L’histoire du tournage est exemplaire, le réalisateur
ayant passé un an et demi dans un camp de gitans sédentarisés,
pour s’imprégner de l’ambiance, afin d’inscrire
son film dans un contexte réaliste, en évitant les fantasmes,
sans noircir, ni édulcorer. Puis c’est l’installation
d’un atelier théâtre pour les enfants au sein même
du camp, et finalement le choix des acteurs, à qui il impose
la présence parmi eux d’un arabe, un "bicot"
: la confrontation est violente, les injures fusent… Rien n’a
été facile, et cette tension se sent à l’écran.
Il y a une énergie énorme chez ces apprentis acteurs,
et la mise en scène transpire elle aussi de ces forces en mouvement.

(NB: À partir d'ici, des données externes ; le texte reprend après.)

use std::fmt;
use std::str::FromStr;

use crate::error::HuffmanError;

/// A sequence of bits packed most-significant-bit first.
///
/// Bits past `bit_count` in the last byte are always zero, so two vectors
/// holding the same logical bits compare and hash equal.
#[derive(Default, Debug, Clone, PartialEq, Eq, Hash)]
pub struct BitVec {
    bits: Vec<u8>,
    bit_count: usize,
}

impl BitVec {
    pub fn new() -> Self {
        BitVec {
            bits: Vec::new(),
            bit_count: 0,
        }
    }

    pub fn with_capacity(bit_capacity: usize) -> Self {
        BitVec {
            bits: Vec::with_capacity(bit_capacity.div_ceil(8)),
            bit_count: 0,
        }
    }

    /// Rebuilds a vector from packed bytes, keeping only the first `bit_count` bits.
    ///
    /// Returns `None` if `bytes` is too short to hold `bit_count` bits.
    pub fn from_packed(bytes: &[u8], bit_count: usize) -> Option<Self> {
        let needed = bit_count.div_ceil(8);
        if bytes.len() < needed {
            return None;
        }
        let mut bits = bytes[..needed].to_vec();
        let tail = bit_count % 8;
        if tail != 0 {
            if let Some(last) = bits.last_mut() {
                *last &= 0xFFu8 << (8 - tail);
            }
        }
        Some(BitVec { bits, bit_count })
    }

    pub fn as_bytes(&self) -> &[u8] {
        &self.bits
    }

    pub fn len(&self) -> usize {
        self.bit_count
    }

    pub fn is_empty(&self) -> bool {
        self.bit_count == 0
    }

    pub fn clear(&mut self) {
        self.bits.clear();
        self.bit_count = 0;
    }

    pub fn push_bit(&mut self, bit: bool) {
        let byte_index = self.bit_count / 8;
        let bit_offset = self.bit_count % 8;

        if byte_index >= self.bits.len() {
            self.bits.push(0);
        }

        if bit {
            self.bits[byte_index] |= 1 << (7 - bit_offset);
        }

        self.bit_count += 1;
    }

    /// Appends the low `bit_length` bits of `code`, highest first.
    pub fn push_bits(&mut self, code: u64, bit_length: usize) {
        debug_assert!(bit_length <= 64);
        for bit_pos in (0..bit_length).rev() {
            let bit = (code >> bit_pos) & 1;
            self.push_bit(bit != 0);
        }
    }

    pub fn extend_from_bitvec(&mut self, other: &BitVec) {
        if self.bit_count % 8 == 0 {
            // byte aligned: copy whole bytes
            self.bits.truncate(self.bit_count / 8);
            self.bits.extend_from_slice(&other.bits);
            self.bit_count += other.bit_count;
            return;
        }
        for bit in other.iter() {
            self.push_bit(bit);
        }
    }

    pub fn get(&self, index: usize) -> Option<bool> {
        if index >= self.bit_count {
            return None;
        }
        Some(self.bits[index / 8] & (1 << (7 - index % 8)) != 0)
    }

    pub fn iter(&self) -> impl Iterator<Item = bool> + '_ {
        (0..self.bit_count).map(move |i| self.bits[i / 8] & (1 << (7 - i % 8)) != 0)
    }

    /// True if `self` is a prefix of `other`.
    pub fn is_prefix_of(&self, other: &BitVec) -> bool {
        self.bit_count <= other.bit_count && self.iter().zip(other.iter()).all(|(a, b)| a == b)
    }
}

impl fmt::Display for BitVec {
    fn fmt(&self, f: &mut fmt::Formatter<'_>) -> fmt::Result {
        for bit in self.iter() {
            f.write_str(if bit { "1" } else { "0" })?;
        }
        Ok(())
    }
}

impl FromStr for BitVec {
    type Err = HuffmanError;

    fn from_str(s: &str) -> Result<Self, Self::Err> {
        let mut bits = BitVec::with_capacity(s.len());
        for c in s.chars() {
            match c {
                '0' => bits.push_bit(false),
                '1' => bits.push_bit(true),
                other => {
                    return Err(HuffmanError::invalid_table(format!(
                        "bit string contains {other:?}"
                    )))
                }
            }
        }
        Ok(bits)
    }
}

impl FromIterator<bool> for BitVec {
    fn from_iter<I: IntoIterator<Item = bool>>(iter: I) -> Self {
        let mut bits = BitVec::new();
        for bit in iter {
            bits.push_bit(bit);
        }
        bits
    }
}
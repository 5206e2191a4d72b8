//! Persisted layout, all lengths big-endian:
//!
//! ```text
//! "HUF1" | table_len: u32 | table JSON | bit_len: u32 | payload, MSB first, zero padded
//! ```

use std::io::{Read, Write};

use log::debug;
use serde::de::DeserializeOwned;
use serde::Serialize;

use crate::bit_vec::BitVec;
use crate::code_table::CodeTable;
use crate::config::DEFAULT_MAX_CODE_TABLE_BYTES;
use crate::error::{HuffmanError, Result};
use crate::Symbol;

pub const MAGIC: [u8; 4] = *b"HUF1";

/// Header bytes before the table plus the bit length field.
const FIXED_OVERHEAD: usize = 12;

#[derive(Debug, Clone, PartialEq, Eq)]
pub struct Container<S: Symbol = char> {
    pub table: CodeTable<S>,
    pub payload: BitVec,
}

impl<S: Symbol + Serialize> Container<S> {
    pub fn to_bytes(&self) -> Result<Vec<u8>> {
        let table_json = self.table.to_json()?;
        let table_len = u32::try_from(table_json.len()).map_err(|_| {
            HuffmanError::format(format!(
                "code table of {} bytes does not fit a u32 length",
                table_json.len()
            ))
        })?;
        let bit_len = u32::try_from(self.payload.len()).map_err(|_| {
            HuffmanError::format(format!(
                "payload of {} bits does not fit a u32 length",
                self.payload.len()
            ))
        })?;

        let mut bytes =
            Vec::with_capacity(FIXED_OVERHEAD + table_json.len() + self.payload.as_bytes().len());
        bytes.extend_from_slice(&MAGIC);
        bytes.extend_from_slice(&table_len.to_be_bytes());
        bytes.extend_from_slice(&table_json);
        bytes.extend_from_slice(&bit_len.to_be_bytes());
        bytes.extend_from_slice(self.payload.as_bytes());

        debug!(
            "wrote container: {} table bytes, {} payload bits, {} bytes total",
            table_len,
            bit_len,
            bytes.len()
        );
        Ok(bytes)
    }

    /// Serializes fully before touching `writer`, so a failed encode leaves
    /// nothing behind.
    pub fn write_to<W: Write>(&self, writer: &mut W) -> Result<()> {
        let bytes = self.to_bytes()?;
        writer.write_all(&bytes)?;
        writer.flush()?;
        Ok(())
    }
}

impl<S: Symbol + DeserializeOwned> Container<S> {
    pub fn from_bytes(bytes: &[u8]) -> Result<Self> {
        Self::from_bytes_with_limit(bytes, DEFAULT_MAX_CODE_TABLE_BYTES)
    }

    pub fn from_bytes_with_limit(bytes: &[u8], max_table_bytes: u32) -> Result<Self> {
        let mut input = bytes;

        let magic = take(&mut input, MAGIC.len(), "magic")?;
        if magic != MAGIC {
            return Err(HuffmanError::format(format!("bad magic {magic:02x?}")));
        }

        let table_len = read_u32(&mut input, "table length")?;
        if table_len > max_table_bytes {
            return Err(HuffmanError::format(format!(
                "code table of {table_len} bytes exceeds the {max_table_bytes} byte limit"
            )));
        }
        let table_json = take(&mut input, table_len as usize, "code table")?;
        let table = CodeTable::from_json(table_json).map_err(|e| match e {
            HuffmanError::Json(e) => HuffmanError::format(format!("unreadable code table: {e}")),
            other => other,
        })?;

        let bit_len = read_u32(&mut input, "payload bit length")? as usize;
        let expected = bit_len.div_ceil(8);
        if input.len() != expected {
            return Err(HuffmanError::format(format!(
                "payload of {bit_len} bits needs {expected} bytes, found {}",
                input.len()
            )));
        }
        let payload = BitVec::from_packed(input, bit_len)
            .ok_or_else(|| HuffmanError::format("payload shorter than its bit length"))?;

        debug!(
            "read container: {} symbols, {} payload bits",
            table.len(),
            bit_len
        );
        Ok(Container { table, payload })
    }

    pub fn read_from<R: Read>(reader: &mut R, max_table_bytes: u32) -> Result<Self> {
        let mut bytes = Vec::new();
        reader.read_to_end(&mut bytes)?;
        Self::from_bytes_with_limit(&bytes, max_table_bytes)
    }
}

fn take<'a>(input: &mut &'a [u8], len: usize, what: &str) -> Result<&'a [u8]> {
    if input.len() < len {
        return Err(HuffmanError::format(format!(
            "truncated {what}: need {len} bytes, have {}",
            input.len()
        )));
    }
    let (head, rest) = input.split_at(len);
    *input = rest;
    Ok(head)
}

fn read_u32(input: &mut &[u8], what: &str) -> Result<u32> {
    let raw = take(input, 4, what)?;
    let mut buf = [0u8; 4];
    buf.copy_from_slice(raw);
    Ok(u32::from_be_bytes(buf))
}

#[cfg(test)]
mod tests {
    use super::*;
    use crate::hufftree::HuffmanTree;

    fn sample() -> Container<char> {
        let tree = HuffmanTree::build(vec![('a', 3), ('b', 2)]).unwrap();
        Container {
            table: CodeTable::from_tree(&tree),
            payload: "11100".parse().unwrap(),
        }
    }

    #[test]
    fn exact_layout() {
        let bytes = sample().to_bytes().unwrap();
        let json = br#"{"a":"1","b":"0"}"#;
        let mut expected = Vec::new();
        expected.extend_from_slice(b"HUF1");
        expected.extend_from_slice(&(json.len() as u32).to_be_bytes());
        expected.extend_from_slice(json);
        expected.extend_from_slice(&[0, 0, 0, 5]);
        expected.push(0b1110_0000);
        assert_eq!(bytes, expected);
    }

    #[test]
    fn round_trip_keeps_exact_bit_length() {
        let container = sample();
        let restored = Container::<char>::from_bytes(&container.to_bytes().unwrap()).unwrap();
        assert_eq!(restored, container);
        assert_eq!(restored.payload.len(), 5);
    }

    #[test]
    fn empty_payload_round_trips() {
        let mut container = sample();
        container.payload = BitVec::new();
        let bytes = container.to_bytes().unwrap();
        assert_eq!(&bytes[bytes.len() - 4..], &[0, 0, 0, 0]);
        assert_eq!(Container::<char>::from_bytes(&bytes).unwrap(), container);
    }

    #[test]
    fn bad_magic() {
        let mut bytes = sample().to_bytes().unwrap();
        bytes[0] = b'X';
        let err = Container::<char>::from_bytes(&bytes).unwrap_err();
        assert!(matches!(err, HuffmanError::Format(_)));
    }

    #[test]
    fn every_truncation_is_a_format_error() {
        let bytes = sample().to_bytes().unwrap();
        for cut in 0..bytes.len() {
            let err = Container::<char>::from_bytes(&bytes[..cut]).unwrap_err();
            assert!(matches!(err, HuffmanError::Format(_)), "cut at {cut}: {err}");
        }
    }

    #[test]
    fn oversized_length_fields() {
        let mut bytes = sample().to_bytes().unwrap();
        bytes[4..8].copy_from_slice(&u32::MAX.to_be_bytes());
        assert!(matches!(
            Container::<char>::from_bytes_with_limit(&bytes, u32::MAX).unwrap_err(),
            HuffmanError::Format(_)
        ));

        let mut bytes = sample().to_bytes().unwrap();
        let n = bytes.len();
        bytes[n - 5..n - 1].copy_from_slice(&9u32.to_be_bytes());
        assert!(matches!(
            Container::<char>::from_bytes(&bytes).unwrap_err(),
            HuffmanError::Format(_)
        ));
    }

    #[test]
    fn table_limit_is_enforced() {
        let bytes = sample().to_bytes().unwrap();
        let err = Container::<char>::from_bytes_with_limit(&bytes, 4).unwrap_err();
        assert!(matches!(err, HuffmanError::Format(_)));
    }

    #[test]
    fn trailing_bytes_are_rejected() {
        let mut bytes = sample().to_bytes().unwrap();
        bytes.push(0);
        assert!(Container::<char>::from_bytes(&bytes).is_err());
    }

    #[test]
    fn garbage_table_is_a_format_error() {
        let mut bytes = Vec::new();
        bytes.extend_from_slice(b"HUF1");
        bytes.extend_from_slice(&3u32.to_be_bytes());
        bytes.extend_from_slice(b"{{{");
        bytes.extend_from_slice(&0u32.to_be_bytes());
        let err = Container::<char>::from_bytes(&bytes).unwrap_err();
        assert!(matches!(err, HuffmanError::Format(_)));
    }

    #[test]
    fn padding_bits_are_ignored_on_read() {
        let mut bytes = sample().to_bytes().unwrap();
        let n = bytes.len();
        bytes[n - 1] |= 0b0000_0111;
        let restored = Container::<char>::from_bytes(&bytes).unwrap();
        assert_eq!(restored.payload.to_string(), "11100");
    }

    #[test]
    fn writer_and_reader() {
        let container = sample();
        let mut sink = Vec::new();
        container.write_to(&mut sink).unwrap();
        let restored = Container::<char>::read_from(&mut sink.as_slice(), 1024).unwrap();
        assert_eq!(restored, container);
    }
}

On est constamment sur le qui-vive, le pire est en suspension, chaque
dérapage peut être grave.
A contrario, le récit lui-même est un peu relâché,
comme si tous les efforts s’étaient portés sur
l’aspect réel des évènements, comme si
toute l’énergie reléguait l’histoire au
second plan. Du coup, on se croirait parfois devant un reportage,
brillant, tendu, précis, ne passant pas à côté
des problèmes, mais sans véritable scénario :
il s’agit plus d’une succession de scènes descriptives
que de l’évolution de personnages. L’issue tragique
apparaît donc un peu forcée, et n’a pas la même
force que son contexte.
Cela reste tout de même un film étonnant, éclairant
violemment une communauté dont on ne connaît que les
clichés et les fantasmes.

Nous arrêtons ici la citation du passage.